The Day

Architect picked for police building

East Lyme officials moving ahead with public safety facility

- By MARY BIEKERT Day Staff Writer

East Lyme — The Board of Selectmen on Wednesday chose an architectu­ral firm to complete renovation design plans needed for the town’s future policing and public safety facility.

Silver, Petrucelli & Associates, an architectu­ral and design firm based out of Hamden and with offices in New London, will redesign the former Honeywell office building at 277 W. Main St. into a state-of-theart policing and public safety facility that will “serve the town for the next 50 years,” First Selectman Mark Nickerson said by phone Thursday.

“We are very confident with their ability,” Nickerson said. “They came in at a good, competitiv­e price, and they are a proven firm with a great reputation.”

The 30,000-square-foot Honeywell building, which sits on 17 acres on the far western side of town, was chosen by officials last year as the site for a new policing facility. Nickerson announced the proposal to purchase and renovate the building last November, with voters passing the proposed $5 million plan at referendum in February.

Plans for the building outline consolidat­ing the town’s dispatch center, fire marshal’s office and emergency operations center, which currently are housed in Flanders, with police, while plans for the police department include training rooms, locker rooms, office space and conference rooms, as well as a sally port and holding cells, said Paul Dagle, a selectman and chair of the Public Safety Building Vision Committee, which is overseeing the renovation of the facility.

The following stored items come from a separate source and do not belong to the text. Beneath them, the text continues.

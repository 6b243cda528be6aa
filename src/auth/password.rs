use anyhow::Context;
use argon2::{
    password_hash::{PasswordHash, PasswordHasher, PasswordVerifier, SaltString},
    Argon2,
};
use rand::rngs::OsRng;
use tracing::error;

/// Salted Argon2id hash in PHC string form.
pub fn hash_password(plain: &str) -> anyhow::Result<String> {
    let salt = SaltString::generate(&mut OsRng);
    let argon2 = Argon2::default();
    let hash = argon2
        .hash_password(plain.as_bytes(), &salt)
        .map_err(|e| {
            error!(error = %e, "argon2 hash_password error");
            anyhow::anyhow!(e.to_string())
        })?
        .to_string();
    Ok(hash)
}

/// `Ok(false)` on mismatch; errors only when `hash` is not a PHC string.
pub fn verify_password(plain: &str, hash: &str) -> anyhow::Result<bool> {
    let parsed = PasswordHash::new(hash).map_err(|e| {
        error!(error = %e, "argon2 parse hash error");
        anyhow::anyhow!(e.to_string())
    })?;
    Ok(Argon2::default()
        .verify_password(plain.as_bytes(), &parsed)
        .is_ok())
}

pub async fn hash_password_async(plain: String) -> anyhow::Result<String> {
    tokio::task::spawn_blocking(move || hash_password(&plain))
        .await
        .context("hash task panicked")?
}

pub async fn verify_password_async(plain: String, hash: String) -> anyhow::Result<bool> {
    tokio::task::spawn_blocking(move || verify_password(&plain, &hash))
        .await
        .context("verify task panicked")?
}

The proposed building also would include an evidence room, armory and storage, all of which are now housed at the Waterford Police Department.

The town’s 24-officer police force currently is housed in a small building on Main Street, which the town leases from Millstone Power Station owner Dominion Energy for $1 a year.

The Honeywell building was purchased for $2.77 million in May, leaving an additional $2.23 million approved for design and constructi­on costs, among other expenses, to renovate the office building.

The committee, after a lengthy request for qualificat­ion and research process, unanimousl­y selected Silver, Petrucelli & Associates at a meeting earlier this month before forwarding their selection to the Board of Selectmen for approval, Dagle said.

Dagle said design costs will fall somewhere between $110,000 and $137,500, depending on which services the Vision Committee decides to pay for.

Nickerson said the design period will last four to five months and that the building may be move-in ready by the summer or fall of 2020. Town officials will negotiate and sign the contract with the firm next week, he said.

“It’s a slow process, but it’s a very confident building process where I know the town will be set for the next 50 years on this building,” Nickerson said. “We want to do it right and we want to do it once and we want to be confident of the scope of work that will be done.”

Dagle said that based on qualificat­ions, cost and scheduling, Silver, Petrucelli & Associates was the right choice and had “the right renovation experience applicable to our task of renovating the building.”

“Not that the other firms didn’t have that, but we thought they would do a good job,” Dagle said. “We felt they gave us the best chance of coming out with the best results in the end, the best public safety building to serve the needs of the town.”